WHAT TO DO> In the records below, which lines include "impl"? Copy them.

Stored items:
+ + + + + + +

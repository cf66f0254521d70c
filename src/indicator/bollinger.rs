use error_stack::{Report, bail};
use rust_decimal::Decimal;

use crate::error::IndicatorError;
use crate::indicator::ma::Sma;
use crate::indicator::{Indicator, close_prices, tail};
use crate::math;
use crate::model::Candle;

#[derive(Debug, Clone, Copy, PartialEq, Eq)]
pub struct Bands {
    pub upper: Decimal,
    pub middle: Decimal,
    pub lower: Decimal,
}

/// Bollinger Bands around the SMA using the population standard deviation.
pub struct BollingerBands {
    sma: Sma,
    period: usize,
    std_dev_multiplier: Decimal,
}

impl BollingerBands {
    pub fn new(period: usize, std_dev_multiplier: Decimal) -> Result<Self, Report<IndicatorError>> {
        if std_dev_multiplier <= Decimal::ZERO {
            bail!(IndicatorError::InvalidParameter {
                name: "std_dev_multiplier must be > 0".into(),
            });
        }
        Ok(Self {
            sma: Sma::new(period)?,
            period,
            std_dev_multiplier,
        })
    }
}

impl Indicator for BollingerBands {
    type Output = Bands;

    fn name(&self) -> &str {
        "bollinger"
    }

    fn required_candles(&self) -> usize {
        self.period
    }

    fn calculate(&self, candles: &[Candle]) -> Option<Bands> {
        let prices = close_prices(tail(candles, self.period)?);
        let middle = self.sma.mean_of(&prices)?;

        let squares: Vec<Decimal> = prices
            .iter()
            .map(|&p| {
                let d = math::sub(p, middle)?;
                math::mul(d, d)
            })
            .collect::<Option<_>>()?;
        let std_dev = math::sqrt(math::mean(&squares)?)?;
        let width = math::mul(std_dev, self.std_dev_multiplier)?;

        Some(Bands {
            upper: math::to_price_scale(math::add(middle, width)?),
            middle: math::to_price_scale(middle),
            lower: math::to_price_scale(math::sub(middle, width)?),
        })
    }
}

+ + + + + + +

WRITTEN SOLUTION>
impl BollingerBands {
impl Indicator for BollingerBands {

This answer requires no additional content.